Septerna, a biotech company, has secured an additional $47.5 million in funding through a licensing agreement with Vertex, a prominent cystic fibrosis drug manufacturer. This development comes just two months after Septerna raised $150 million from investors to advance its first drug targeting G-protein-coupled receptors (GPCRs) into clinical trials. As part of this deal, Vertex will provide the cash infusion and commit to undisclosed milestone payments for a GPCR program in the discovery stage. Notably, a portion of these additional payments will be directed towards gaining access to Septerna’s GPCR Native Complex platform.

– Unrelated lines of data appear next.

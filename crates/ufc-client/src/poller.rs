use std::sync::Arc;
use std::time::Duration;

use serde::de::DeserializeOwned;
use tokio::sync::oneshot;
use tokio::task::JoinHandle;
use tokio::time::MissedTickBehavior;
use tracing::{debug, info, warn};

use crate::cache::{Cached, CachedClient, Freshness};

pub const LEADERBOARD_INTERVAL: Duration = Duration::from_secs(30);
pub const EVENTS_INTERVAL: Duration = Duration::from_secs(60);

/// Refreshes one API path on a fixed interval.
#[derive(Debug, Clone)]
pub struct Poller {
    client: Arc<CachedClient>,
    path: String,
    interval: Duration,
}

impl Poller {
    pub fn new(client: Arc<CachedClient>, path: impl Into<String>, interval: Duration) -> Self {
        Self {
            client,
            path: path.into(),
            interval,
        }
    }

    pub fn leaderboard(client: Arc<CachedClient>, limit: i64) -> Self {
        Self::new(client, format!("/api/ranking?limit={limit}"), LEADERBOARD_INTERVAL)
    }

    pub fn upcoming_events(client: Arc<CachedClient>) -> Self {
        Self::new(client, "/api/eventos?status=agendado", EVENTS_INTERVAL)
    }

    pub fn path(&self) -> &str {
        &self.path
    }

    pub fn interval(&self) -> Duration {
        self.interval
    }

    /// Polls immediately and then once per interval, handing every value
    /// that did not come from a failed revalidation to `on_value`.
    pub fn spawn<T, F>(self, mut on_value: F) -> PollerHandle
    where
        T: DeserializeOwned + Send + 'static,
        F: FnMut(Cached<T>) + Send + 'static,
    {
        let (stop_tx, mut stop_rx) = oneshot::channel::<()>();
        let task = tokio::spawn(async move {
            let mut ticker = tokio::time::interval(self.interval);
            ticker.set_missed_tick_behavior(MissedTickBehavior::Delay);
            info!(path = %self.path, interval = ?self.interval, "poller started");
            loop {
                tokio::select! {
                    _ = &mut stop_rx => break,
                    _ = ticker.tick() => {
                        match self.client.get_json::<T>(&self.path).await {
                            Ok(cached) if cached.freshness == Freshness::Stale => {
                                debug!(path = %self.path, "keeping last value");
                            }
                            Ok(cached) => on_value(cached),
                            Err(err) => warn!(path = %self.path, error = %err, "poll failed"),
                        }
                    }
                }
            }
            info!(path = %self.path, "poller stopped");
        });
        PollerHandle {
            stop: Some(stop_tx),
            task,
        }
    }
}

#[derive(Debug)]
pub struct PollerHandle {
    stop: Option<oneshot::Sender<()>>,
    task: JoinHandle<()>,
}

impl PollerHandle {
    /// Stops the loop and waits for an in-flight poll to finish.
    pub async fn cancel(mut self) {
        if let Some(stop) = self.stop.take() {
            let _ = stop.send(());
        }
        if let Err(err) = (&mut self.task).await {
            warn!(error = %err, "poller task ended abnormally");
        }
    }

    pub fn is_finished(&self) -> bool {
        self.task.is_finished()
    }
}

impl Drop for PollerHandle {
    fn drop(&mut self) {
        if self.stop.is_some() {
            self.task.abort();
        }
    }
}

#[cfg(test)]
mod tests {
    use super::*;
    use crate::testing::spawn_server;
    use crate::ClientConfig;
    use std::sync::atomic::Ordering;
    use tokio::sync::mpsc;
    use ufc_core::RankingPrevisor;

    fn client(base_url: &str) -> Arc<CachedClient> {
        let config = ClientConfig {
            api_url: base_url.to_string(),
            dedupe_interval: Duration::ZERO,
            ..ClientConfig::default()
        };
        Arc::new(CachedClient::new(&config).unwrap())
    }

    #[test]
    fn default_intervals() {
        let client = client("http://127.0.0.1:1");
        let board = Poller::leaderboard(client.clone(), 10);
        assert_eq!(board.interval(), Duration::from_secs(30));
        assert_eq!(board.path(), "/api/ranking?limit=10");
        assert_eq!(Poller::upcoming_events(client).interval(), Duration::from_secs(60));
    }

    #[tokio::test]
    async fn delivers_each_refresh_until_cancelled() {
        let server = spawn_server().await;
        let (tx, mut rx) = mpsc::unbounded_channel();
        let handle = Poller::new(client(&server.base_url), "/api/ranking", Duration::from_millis(20))
            .spawn(move |cached: Cached<Vec<RankingPrevisor>>| {
                let _ = tx.send(cached.value[0].pontos);
            });

        let first = rx.recv().await.unwrap();
        let second = rx.recv().await.unwrap();
        assert!(second > first);

        handle.cancel().await;
        let polls = server.hits.load(Ordering::SeqCst);
        tokio::time::sleep(Duration::from_millis(80)).await;
        assert_eq!(server.hits.load(Ordering::SeqCst), polls);
    }

    #[tokio::test]
    async fn failed_polls_do_not_reach_the_callback() {
        let server = spawn_server().await;
        server.healthy.store(false, Ordering::SeqCst);
        let (tx, mut rx) = mpsc::unbounded_channel::<i64>();
        let handle = Poller::new(client(&server.base_url), "/api/ranking", Duration::from_millis(10))
            .spawn(move |cached: Cached<Vec<RankingPrevisor>>| {
                let _ = tx.send(cached.value[0].pontos);
            });

        tokio::time::sleep(Duration::from_millis(60)).await;
        assert!(server.hits.load(Ordering::SeqCst) >= 2);
        assert!(rx.try_recv().is_err());
        handle.cancel().await;
    }
}
use async_trait::async_trait;
use chrono::{DateTime, Utc};
use rss::{Channel, Item};
use scraper::Html;
use ufc_core::NoticiaDraft;

use crate::{absolutize, selector, strip_html, text_or_none, AdapterError, Crawlability, Draft, FetchedPage, SourceAdapter};

/// News feed reader: one draft per `<item>`, nothing filtered here.
#[derive(Debug, Clone)]
pub struct RssNewsAdapter {
    source_id: String,
    fonte_nome: String,
}

impl RssNewsAdapter {
    pub fn new(source_id: impl Into<String>, fonte_nome: impl Into<String>) -> Self {
        Self {
            source_id: source_id.into(),
            fonte_nome: fonte_nome.into(),
        }
    }

    /// `feed_url` resolves relative links for items that carry none of their own.
    pub fn parse_feed(&self, body: &[u8], feed_url: &str) -> Result<Vec<NoticiaDraft>, AdapterError> {
        let channel = Channel::read_from(body)?;
        channel
            .items()
            .iter()
            .map(|item| self.item_to_draft(item, feed_url))
            .collect()
    }

    fn item_to_draft(&self, item: &Item, feed_url: &str) -> Result<NoticiaDraft, AdapterError> {
        let base = item.link().map(str::trim).filter(|l| !l.is_empty()).unwrap_or(feed_url);
        let subtitulo = item.description().and_then(strip_html);
        let conteudo = item.content().and_then(strip_html).or_else(|| subtitulo.clone());
        Ok(NoticiaDraft {
            source_id: self.source_id.clone(),
            fonte_nome: Some(self.fonte_nome.clone()),
            titulo: item.title().and_then(|t| text_or_none(t.to_string())),
            subtitulo,
            conteudo,
            imagem_url: item_image(item)?.and_then(|href| absolutize(base, &href)),
            fonte_url: item
                .link()
                .and_then(|l| text_or_none(l.to_string()))
                .or_else(|| item.guid().filter(|g| g.is_permalink()).map(|g| g.value().trim().to_string())),
            publicado_em: item.pub_date().and_then(parse_pub_date),
            feed_categorias: item
                .categories()
                .iter()
                .filter_map(|c| text_or_none(c.name().to_string()))
                .collect(),
        })
    }
}

#[async_trait]
impl SourceAdapter for RssNewsAdapter {
    fn source_id(&self) -> &str {
        &self.source_id
    }

    fn crawlability(&self) -> Crawlability {
        Crawlability::Rss
    }

    fn parse(&self, page: &FetchedPage) -> Result<Vec<Draft>, AdapterError> {
        Ok(self
            .parse_feed(&page.body, &page.url)?
            .into_iter()
            .map(Draft::Noticia)
            .collect())
    }
}

pub fn parse_pub_date(raw: &str) -> Option<DateTime<Utc>> {
    let raw = raw.trim();
    DateTime::parse_from_rfc2822(raw)
        .or_else(|_| DateTime::parse_from_rfc3339(raw))
        .ok()
        .map(|dt| dt.with_timezone(&Utc))
}

/// Image enclosure first, then `media:content`/`media:thumbnail`, then the
/// first `<img>` inside the item HTML. Returned as written in the feed.
fn item_image(item: &Item) -> Result<Option<String>, AdapterError> {
    if let Some(enclosure) = item.enclosure() {
        if enclosure.mime_type().starts_with("image/") && !enclosure.url().trim().is_empty() {
            return Ok(Some(enclosure.url().trim().to_string()));
        }
    }
    if let Some(media) = item.extensions().get("media") {
        for name in ["content", "thumbnail"] {
            let url = media
                .get(name)
                .and_then(|exts| exts.iter().find_map(|ext| ext.attrs().get("url")))
                .and_then(|u| text_or_none(u.clone()));
            if url.is_some() {
                return Ok(url);
            }
        }
    }
    let img = selector("img")?;
    for html in [item.content(), item.description()].into_iter().flatten() {
        let doc = Html::parse_fragment(html);
        let src = doc
            .select(&img)
            .find_map(|n| n.value().attr("src"))
            .and_then(|s| text_or_none(s.to_string()));
        if src.is_some() {
            return Ok(src);
        }
    }
    Ok(None)
}

#[cfg(test)]
mod tests {
    use super::*;

    const FEED: &str = r#"<?xml version="1.0" encoding="UTF-8"?>
<rss version="2.0" xmlns:media="http://search.yahoo.com/mrss/">
  <channel>
    <title>Test</title>
    <link>https://example.com</link>
    <description>Test feed</description>
    <item>
      <title>Makhachev x Della Maddalena &amp;amp; mais</title>
      <link>https://example.com/a</link>
      <description><![CDATA[<p>Card <b>fechado</b></p>]]></description>
      <pubDate>Sat, 10 May 2025 18:30:00 GMT</pubDate>
      <media:thumbnail url="https://img.example.com/a.jpg"></media:thumbnail>
    </item>
    <item>
      <description>Sem título nem link</description>
    </item>
  </channel>
</rss>"#;

    #[test]
    fn items_become_drafts_with_decoded_text() {
        let adapter = RssNewsAdapter::new("test", "Test");
        let drafts = adapter.parse_feed(FEED.as_bytes(), "https://example.com/feed").unwrap();
        assert_eq!(drafts.len(), 2);

        let first = &drafts[0];
        assert_eq!(first.titulo.as_deref(), Some("Makhachev x Della Maddalena & mais"));
        assert_eq!(first.subtitulo.as_deref(), Some("Card fechado"));
        assert_eq!(first.imagem_url.as_deref(), Some("https://img.example.com/a.jpg"));
        assert_eq!(
            first.publicado_em.map(|d| d.to_rfc3339()),
            Some("2025-05-10T18:30:00+00:00".to_string())
        );

        let second = &drafts[1];
        assert!(second.titulo.is_none());
        assert!(second.fonte_url.is_none());
        assert_eq!(second.fonte_nome.as_deref(), Some("Test"));
    }

    #[test]
    fn relative_images_are_resolved_against_the_item_link() {
        let feed = r#"<?xml version="1.0" encoding="UTF-8"?>
<rss version="2.0">
  <channel>
    <title>Test</title>
    <link>https://www.ufc.com</link>
    <description>Test feed</description>
    <item>
      <title>Pereira x Ankalaev 2</title>
      <link>https://www.ufc.com/news/pereira-ankalaev-2</link>
      <enclosure url="/images/pereira.jpg" length="0" type="image/jpeg"/>
    </item>
    <item>
      <title>Sem link</title>
      <description><![CDATA[<img src="fotos/capa.png">]]></description>
    </item>
  </channel>
</rss>"#;
        let adapter = RssNewsAdapter::new("ufc", "UFC");
        let drafts = adapter.parse_feed(feed.as_bytes(), "https://www.ufc.com/rss/news").unwrap();
        assert_eq!(drafts[0].imagem_url.as_deref(), Some("https://www.ufc.com/images/pereira.jpg"));
        assert_eq!(drafts[1].imagem_url.as_deref(), Some("https://www.ufc.com/rss/fotos/capa.png"));
    }

    #[test]
    fn malformed_feed_is_an_error() {
        let adapter = RssNewsAdapter::new("test", "Test");
        assert!(matches!(adapter.parse_feed(b"<html>nope</html>", "https://example.com/feed"), Err(AdapterError::Feed(_))));
    }

    #[test]
    fn pub_dates_accept_rfc2822_and_rfc3339() {
        assert!(parse_pub_date("Tue, 06 May 2025 14:00:00 +0000").is_some());
        assert!(parse_pub_date("2025-05-06T14:00:00Z").is_some());
        assert!(parse_pub_date("ontem").is_none());
    }
}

“This agreement highlights the strength of our GPCR Native Complex™ Platform to rapidly deliver high quality programs against important targets as we aim to position ourselves as leaders in the discovery of GPCR-targeted medicines. As part of a continuous portfolio optimization process, the acquisition of this program by Vertex provides additional non-dilutive funding to allow us to continue to build a multi-product GPCR-focused pipeline for a wide range of diseases. This transaction, in conjunction with our recent Series B financing, brings in approximately $200 million to initiate new high value programs and to drive existing programs to the clinic, with the goal of delivering medicines that improve the lives of patients.”

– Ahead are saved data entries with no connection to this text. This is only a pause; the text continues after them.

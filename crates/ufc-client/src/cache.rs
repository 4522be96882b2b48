use std::collections::HashMap;
use std::time::{Duration, Instant};

use anyhow::Context;
use reqwest::StatusCode;
use serde::de::DeserializeOwned;
use serde::{Deserialize, Serialize};
use thiserror::Error;
use tokio::sync::Mutex;
use tracing::{debug, warn};

use crate::ClientConfig;

#[derive(Debug, Error)]
pub enum ClientError {
    #[error("request to {url} failed: {source}")]
    Request {
        url: String,
        #[source]
        source: reqwest::Error,
    },
    #[error("{url} answered {status}: {message}")]
    Api {
        status: u16,
        url: String,
        message: String,
    },
    #[error("unexpected payload from {url}: {source}")]
    Decode {
        url: String,
        #[source]
        source: serde_json::Error,
    },
}

/// How a cached read was satisfied.
#[derive(Debug, Clone, Copy, PartialEq, Eq)]
pub enum Freshness {
    /// Served from the cache without a request.
    Fresh,
    /// Fetched from the server just now.
    Revalidated,
    /// Revalidation failed and the previous value was served instead.
    Stale,
}

#[derive(Debug, Clone)]
pub struct Cached<T> {
    pub value: T,
    pub freshness: Freshness,
}

#[derive(Debug, Clone)]
struct CacheEntry {
    value: serde_json::Value,
    fetched_at: Instant,
}

#[derive(Debug, Deserialize)]
struct ErrorBody {
    error: String,
}

/// JSON GETs through a per-URL cache with stale-while-revalidate semantics.
#[derive(Debug)]
pub struct CachedClient {
    http: reqwest::Client,
    base_url: String,
    dedupe_interval: Duration,
    cache_ttl: Duration,
    cache_capacity: usize,
    entries: Mutex<HashMap<String, CacheEntry>>,
}

impl CachedClient {
    pub fn new(config: &ClientConfig) -> anyhow::Result<Self> {
        let http = reqwest::Client::builder()
            .gzip(true)
            .brotli(true)
            .timeout(config.timeout)
            .user_agent(config.user_agent.clone())
            .build()
            .context("building reqwest client")?;
        Ok(Self {
            http,
            base_url: config.api_url.clone(),
            dedupe_interval: config.dedupe_interval,
            cache_ttl: config.cache_ttl,
            cache_capacity: config.cache_capacity.max(1),
            entries: Mutex::new(HashMap::new()),
        })
    }

    pub fn base_url(&self) -> &str {
        &self.base_url
    }

    fn url(&self, path: &str) -> String {
        format!("{}{}", self.base_url, path)
    }

    pub async fn get_json<T: DeserializeOwned>(&self, path: &str) -> Result<Cached<T>, ClientError> {
        let url = self.url(path);
        let cached = self.entries.lock().await.get(&url).cloned();
        if let Some(entry) = &cached {
            if entry.fetched_at.elapsed() < self.dedupe_interval {
                debug!(url = %url, "cache hit");
                return decode(&url, entry.value.clone(), Freshness::Fresh);
            }
        }

        match self.fetch(&url).await {
            Ok(value) => {
                self.store(
                    url.clone(),
                    CacheEntry {
                        value: value.clone(),
                        fetched_at: Instant::now(),
                    },
                )
                .await;
                decode(&url, value, Freshness::Revalidated)
            }
            Err(err) => match cached {
                Some(entry) => {
                    warn!(url = %url, error = %err, "revalidation failed, serving stale value");
                    decode(&url, entry.value, Freshness::Stale)
                }
                None => Err(err),
            },
        }
    }

    /// Uncached POST. Callers invalidate whatever reads the write affects.
    pub async fn post_json<B, T>(&self, path: &str, body: &B) -> Result<T, ClientError>
    where
        B: Serialize + ?Sized,
        T: DeserializeOwned,
    {
        let url = self.url(path);
        let resp = self
            .http
            .post(&url)
            .json(body)
            .send()
            .await
            .map_err(|source| ClientError::Request {
                url: url.clone(),
                source,
            })?;
        let value = read_json(&url, resp).await?;
        serde_json::from_value(value).map_err(|source| ClientError::Decode { url, source })
    }

    /// Drops every cached entry whose path starts with `prefix`.
    pub async fn invalidate_prefix(&self, prefix: &str) {
        let prefix = self.url(prefix);
        self.entries.lock().await.retain(|url, _| !url.starts_with(&prefix));
    }

    /// Number of URLs currently cached.
    pub async fn cached_entries(&self) -> usize {
        self.entries.lock().await.len()
    }

    async fn store(&self, url: String, entry: CacheEntry) {
        let mut entries = self.entries.lock().await;
        let before = entries.len();
        entries.retain(|key, e| *key == url || e.fetched_at.elapsed() < self.cache_ttl);
        while !entries.contains_key(&url) && entries.len() >= self.cache_capacity {
            let Some(oldest) = entries
                .iter()
                .min_by_key(|(_, e)| e.fetched_at)
                .map(|(key, _)| key.clone())
            else {
                break;
            };
            entries.remove(&oldest);
        }
        let evicted = before - entries.len();
        if evicted > 0 {
            debug!(evicted, "dropped old cache entries");
        }
        entries.insert(url, entry);
    }

    async fn fetch(&self, url: &str) -> Result<serde_json::Value, ClientError> {
        let resp = self.http.get(url).send().await.map_err(|source| ClientError::Request {
            url: url.to_string(),
            source,
        })?;
        read_json(url, resp).await
    }
}

async fn read_json(url: &str, resp: reqwest::Response) -> Result<serde_json::Value, ClientError> {
    let status = resp.status();
    let bytes = resp.bytes().await.map_err(|source| ClientError::Request {
        url: url.to_string(),
        source,
    })?;
    if !status.is_success() {
        return Err(api_error(url, status, &bytes));
    }
    serde_json::from_slice(&bytes).map_err(|source| ClientError::Decode {
        url: url.to_string(),
        source,
    })
}

fn api_error(url: &str, status: StatusCode, body: &[u8]) -> ClientError {
    let message = serde_json::from_slice::<ErrorBody>(body)
        .map(|b| b.error)
        .unwrap_or_else(|_| status.canonical_reason().unwrap_or("erro").to_string());
    ClientError::Api {
        status: status.as_u16(),
        url: url.to_string(),
        message,
    }
}

fn decode<T: DeserializeOwned>(url: &str, value: serde_json::Value, freshness: Freshness) -> Result<Cached<T>, ClientError> {
    let value = serde_json::from_value(value).map_err(|source| ClientError::Decode {
        url: url.to_string(),
        source,
    })?;
    Ok(Cached { value, freshness })
}

#[cfg(test)]
mod tests {
    use super::*;
    use crate::testing::spawn_server;
    use std::sync::atomic::Ordering;
    use ufc_core::RankingPrevisor;

    fn client(base_url: &str, dedupe: Duration) -> CachedClient {
        let config = ClientConfig {
            api_url: base_url.to_string(),
            dedupe_interval: dedupe,
            ..ClientConfig::default()
        };
        CachedClient::new(&config).unwrap()
    }

    fn bounded_client(base_url: &str, ttl: Duration, capacity: usize) -> CachedClient {
        let config = ClientConfig {
            api_url: base_url.to_string(),
            dedupe_interval: Duration::from_secs(60),
            cache_ttl: ttl,
            cache_capacity: capacity,
            ..ClientConfig::default()
        };
        CachedClient::new(&config).unwrap()
    }

    #[tokio::test]
    async fn fresh_entries_skip_the_network() {
        let server = spawn_server().await;
        let client = client(&server.base_url, Duration::from_secs(60));

        let first: Cached<Vec<RankingPrevisor>> = client.get_json("/api/ranking").await.unwrap();
        let second: Cached<Vec<RankingPrevisor>> = client.get_json("/api/ranking").await.unwrap();

        assert_eq!(first.freshness, Freshness::Revalidated);
        assert_eq!(second.freshness, Freshness::Fresh);
        assert_eq!(second.value, first.value);
        assert_eq!(server.hits.load(Ordering::SeqCst), 1);
    }

    #[tokio::test]
    async fn stale_entries_are_revalidated() {
        let server = spawn_server().await;
        let client = client(&server.base_url, Duration::ZERO);

        let first: Cached<Vec<RankingPrevisor>> = client.get_json("/api/ranking").await.unwrap();
        let second: Cached<Vec<RankingPrevisor>> = client.get_json("/api/ranking").await.unwrap();

        assert_eq!(second.freshness, Freshness::Revalidated);
        assert_eq!(first.value[0].pontos, 1);
        assert_eq!(second.value[0].pontos, 2);
    }

    #[tokio::test]
    async fn failed_revalidation_serves_the_stale_value() {
        let server = spawn_server().await;
        let client = client(&server.base_url, Duration::ZERO);

        let first: Cached<Vec<RankingPrevisor>> = client.get_json("/api/ranking").await.unwrap();
        server.healthy.store(false, Ordering::SeqCst);
        let second: Cached<Vec<RankingPrevisor>> = client.get_json("/api/ranking").await.unwrap();

        assert_eq!(second.freshness, Freshness::Stale);
        assert_eq!(second.value, first.value);
    }

    #[tokio::test]
    async fn errors_without_a_cached_value_surface_the_api_message() {
        let server = spawn_server().await;
        server.healthy.store(false, Ordering::SeqCst);
        let client = client(&server.base_url, Duration::ZERO);

        let err = client.get_json::<Vec<RankingPrevisor>>("/api/ranking").await.unwrap_err();
        match err {
            ClientError::Api { status, message, .. } => {
                assert_eq!(status, 500);
                assert_eq!(message, "erro interno");
            }
            other => panic!("unexpected error: {other}"),
        }
    }

    #[tokio::test]
    async fn invalidation_forces_a_refetch() {
        let server = spawn_server().await;
        let client = client(&server.base_url, Duration::from_secs(60));

        let _: Cached<Vec<RankingPrevisor>> = client.get_json("/api/ranking").await.unwrap();
        client.invalidate_prefix("/api/rank").await;
        let again: Cached<Vec<RankingPrevisor>> = client.get_json("/api/ranking").await.unwrap();

        assert_eq!(again.freshness, Freshness::Revalidated);
        assert_eq!(server.hits.load(Ordering::SeqCst), 2);
    }

    #[tokio::test]
    async fn expired_entries_are_dropped_on_insert() {
        let server = spawn_server().await;
        let client = bounded_client(&server.base_url, Duration::from_millis(50), 256);

        for limit in 0..5 {
            let _: Cached<Vec<RankingPrevisor>> = client.get_json(&format!("/api/ranking?limit={limit}")).await.unwrap();
        }
        assert_eq!(client.cached_entries().await, 5);

        tokio::time::sleep(Duration::from_millis(80)).await;
        let _: Cached<Vec<RankingPrevisor>> = client.get_json("/api/ranking?limit=99").await.unwrap();
        assert_eq!(client.cached_entries().await, 1);
    }

    #[tokio::test]
    async fn distinct_urls_never_exceed_the_capacity() {
        let server = spawn_server().await;
        let client = bounded_client(&server.base_url, Duration::from_secs(600), 3);

        for limit in 0..10 {
            let _: Cached<Vec<RankingPrevisor>> = client.get_json(&format!("/api/ranking?limit={limit}")).await.unwrap();
        }
        assert_eq!(client.cached_entries().await, 3);

        let newest: Cached<Vec<RankingPrevisor>> = client.get_json("/api/ranking?limit=9").await.unwrap();
        assert_eq!(newest.freshness, Freshness::Fresh);
        let oldest: Cached<Vec<RankingPrevisor>> = client.get_json("/api/ranking?limit=0").await.unwrap();
        assert_eq!(oldest.freshness, Freshness::Revalidated);
    }
}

– Jeffrey Finer, M.D., Ph.D., chief executive officer and co-founder of Septerna
G-protein-coupled receptors (GPCRs) play a vital role in regulating various aspects of human physiology, including functions like vision and blood pressure. Despite their importance, many potential therapeutic GPCR targets remain untapped. Septerna has developed its Native Complex platform to drive large-scale drug discovery efforts aimed at these GPCR targets.
Founded by GPCR pioneer and Nobel laureate Robert Lefkowitz, M.D., Septerna embarked on its journey last year with an initial funding of $100 million. In July, the company secured an impressive $150 million in a series B financing round, with plans to allocate some of the proceeds towards advancing its lead candidate—a small-molecule PTH1R agonist—into a phase 1 trial for hypoparathyroidism.
While Vertex has been actively involved in collaborations with CRISPR Therapeutics for gene editing therapies this year, it is not the only pharmaceutical company turning its attention to GPCRs. In December 2022, Eli Lilly, along with several of its peers, entered into a $730 million partnership with Sosei Heptares to explore small molecules capable of modulating GPCR targets.